Zudem wird die Bundesregierung mit dem gemeinsamen Beschluss darum gebeten, sich im Gesetzgebungsverfahren der Europäischen Union (EU) dafür einzusetzen, dass die bereits von der EU-Kommission angekündigte Verlängerung der Fristen bei der IVDR schnellstmöglich umgesetzt wird. Denn die Unternehmen benötigen rechtliche Sicherheit für die Planung ihrer Produktion, Verpackung und Kennzeichnung für die Produkte, die im kommenden Jahr im Markt sein sollen und in der Versorgung dringend benötigt werden.
Auch bezüglich der bereits in Kraft getretenen MDR gibt es noch dringenden Handlungsbedarf, um weitere Produktportfoliobereinigungen, Geschäftsaufgaben und Versorgungsengpässe für Medizinprodukte abzuwenden.
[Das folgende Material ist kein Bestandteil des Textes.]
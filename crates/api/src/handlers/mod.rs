//! Request handlers.
//!
//! Each submodule provides async handler functions for a single resource.
//! Handlers delegate to the corresponding repository in `shelf_db` and map
//! errors via [`AppError`](crate::error::AppError).

pub mod book;
pub mod comment;
pub mod movie;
Das Land Baden-Württemberg hat der Europäischen Kommission hierfür Handlungsempfehlungen vorgelegt, die beschreiben, wie unter Berücksichtigung der bestehenden rechtlichen Formulierungen der MDR insbesondere für Nischen- und Bestandsprodukte bereits jetzt in den Kliniken eingetretene und in zunehmendem Maße drohende Versorgungsengpässe bei Medizinprodukten vermieden werden könnten. Auch könnte so eine weitere Abwanderung von Innovationen und eine weitere Schwächung des Wirtschaftsstandortes Deutschland im Bereich der Medizintechnik vermieden werden.
MDR und IVDR
Mit Inkrafttreten der MDR und IVDR sollen Medizinprodukte für die Anwenderinnen und Anwender sicherer werden. Für viele Unternehmen bedeuten die neuen Regularien jedoch eine große Herausforderung und einen hohen Aufwand, der vor allem von kleinen und mittleren Unternehmen kaum zu leisten ist – sie befürchten Geschäftsaufgaben, Verlust der internationalen Wettbewerbsfähigkeit und Innovationshemmnisse.
Mit dem verpflichtenden Inkrafttreten der EU-Regulierungen muss künftig auch für bereits zugelassene Medizintechnik- und Diagnostika-Produkte eine neue Zertifizierung beantragt werden. Doch eine ausreichende Anzahl der dafür notwendigen Zulassungsstellen, sogenannte „Benannte Stellen“, fehlt. Vielen wichtigen Produkten – sowohl Bestandsprodukten als auch neuen Produkten, darunter beispielsweise Corona-Tests – drohen damit große Hürden bei der Zertifizierung.